Certain factors can affect the success and tolerability of antidepressant medications for people with cancer or who are survivors of cancer. It is important to keep these six things in mind whether you are new to antidepressant therapy or have been taking an antidepressant for a while.
Benefits may not be apparent right away. Most people don’t experience improvements in depression, anxiety or pain symptoms for at least a couple of weeks. The average time it takes to see improvements is 4-6 weeks. It can take as long as 12 weeks for benefits to be noticeable.
Antidepressants should be taken every day. Antidepressants don’t work as well if they are taken irregularly.
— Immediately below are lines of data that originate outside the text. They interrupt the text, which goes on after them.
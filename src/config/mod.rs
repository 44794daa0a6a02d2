use serde::Deserialize;
use std::path::PathBuf;
use thiserror::Error;
use tracing::{debug, info};

#[derive(Debug, Error)]
pub enum ConfigError {
    #[error("Configuration loading error: {message}")]
    LoadError { message: String },

    #[error("Validation error: {message}")]
    ValidationError { message: String },
}

#[derive(Debug, Clone)]
pub struct Config {
    pub server: ServerConfig,
    pub storage: StorageConfig,
    pub observability: ObservabilityConfig,
}

#[derive(Debug, Clone, Deserialize)]
pub struct ServerConfig {
    #[serde(default = "default_host")]
    pub host: String,
    #[serde(default = "default_port")]
    pub port: u16,
}

#[derive(Debug, Clone, Deserialize)]
pub struct StorageConfig {
    #[serde(default = "default_data_dir")]
    pub data_dir: String,
}

#[derive(Debug, Clone, Deserialize)]
pub struct ObservabilityConfig {
    #[serde(default = "default_service_name")]
    pub service_name: String,
    #[serde(default = "default_service_version")]
    pub service_version: String,
    #[serde(default = "default_otlp_endpoint_option")]
    pub otlp_endpoint: Option<String>,
    #[serde(default = "default_log_level")]
    pub log_level: String,
    #[serde(default = "default_enable_json_logging")]
    pub enable_json_logging: bool,
}

impl Config {
    pub fn from_environment() -> Result<Self, ConfigError> {
        info!("Loading configuration from environment");

        let server = ServerConfig::from_env()?;
        let storage = StorageConfig::from_env()?;
        let observability = ObservabilityConfig::from_env()?;

        let config = Config {
            server,
            storage,
            observability,
        };

        config.validate()?;

        info!("Configuration loaded successfully");
        debug!("Configuration: {:?}", config);

        Ok(config)
    }

    fn validate(&self) -> Result<(), ConfigError> {
        if self.server.port == 0 {
            return Err(ConfigError::ValidationError {
                message: "Server port cannot be 0".to_string(),
            });
        }

        if self.storage.data_dir.trim().is_empty() {
            return Err(ConfigError::ValidationError {
                message: "Data directory cannot be empty".to_string(),
            });
        }

        if self.observability.service_name.trim().is_empty() {
            return Err(ConfigError::ValidationError {
                message: "Service name cannot be empty".to_string(),
            });
        }

        Ok(())
    }
}

impl ServerConfig {
    fn from_env() -> Result<Self, ConfigError> {
        let settings = config::Config::builder()
            .add_source(config::Environment::with_prefix("GRIPGEAR"))
            .build()
            .map_err(|e| ConfigError::LoadError {
                message: format!("Failed to load server config: {}", e),
            })?;

        settings
            .try_deserialize()
            .map_err(|e| ConfigError::LoadError {
                message: format!("Failed to deserialize server config: {}", e),
            })
    }
}

impl StorageConfig {
    fn from_env() -> Result<Self, ConfigError> {
        let settings = config::Config::builder()
            .add_source(config::Environment::with_prefix("GRIPGEAR"))
            .build()
            .map_err(|e| ConfigError::LoadError {
                message: format!("Failed to load storage config: {}", e),
            })?;

        settings
            .try_deserialize()
            .map_err(|e| ConfigError::LoadError {
                message: format!("Failed to deserialize storage config: {}", e),
            })
    }

    pub fn data_path(&self) -> PathBuf {
        PathBuf::from(&self.data_dir)
    }
}

impl ObservabilityConfig {
    fn from_env() -> Result<Self, ConfigError> {
        let settings = config::Config::builder()
            .add_source(config::Environment::with_prefix("GRIPGEAR"))
            .build()
            .map_err(|e| ConfigError::LoadError {
                message: format!("Failed to load observability config: {}", e),
            })?;

        settings
            .try_deserialize()
            .map_err(|e| ConfigError::LoadError {
                message: format!("Failed to deserialize observability config: {}", e),
            })
    }
}

// Default value functions
pub(crate) fn default_host() -> String {
    "0.0.0.0".to_string()
}

pub(crate) fn default_port() -> u16 {
    8080
}

pub(crate) fn default_data_dir() -> String {
    "data".to_string()
}

pub(crate) fn default_service_name() -> String {
    "gripgear".to_string()
}

pub(crate) fn default_service_version() -> String {
    env!("CARGO_PKG_VERSION").to_string()
}

pub(crate) fn default_otlp_endpoint_option() -> Option<String> {
    std::env::var("GRIPGEAR_OTLP_ENDPOINT").ok()
}

pub(crate) fn default_enable_json_logging() -> bool {
    std::env::var("GRIPGEAR_ENABLE_JSON_LOGGING")
        .map(|v| v.to_lowercase() == "true")
        .unwrap_or(false)
}

pub(crate) fn default_log_level() -> String {
    "info".to_string()
}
Taking an Antidepressant some days and not on other days can also increase the risk for side effects.
You may feel worse before you feel better. Unfortunately, antidepressants can cause side effects such as increased anxiety, stomach upset, insomnia or drowsiness. These effects can make depression or anxiety feel worse. Fortunately, these side effects usually go away within 1-2 weeks. Your doctor or pharmacist can often suggest strategies to manage these side effects while they are problematic.
Some antidepressants can interact with other medications that patients with cancer may be taking. It is very important to inform your doctor and your pharmacist about all medications you take (even over-the-counter medications and supplements) so that they can assess any interactions.
The length of time to keep taking an antidepressant can vary widely. All patients who start taking an antidepressant should clarify the recommended length of therapy with their healthcare provider. It may be necessary to continue taking the antidepressant long after the distress-related symptoms have resolved.
If one antidepressant didn’t work, there is a very good chance that an alternate one will. Even though many antidepressants are in the same family, they can still have very different effects for an individual person. Don’t give up hope if one antidepressant doesn’t work for you. There are many options that may work better.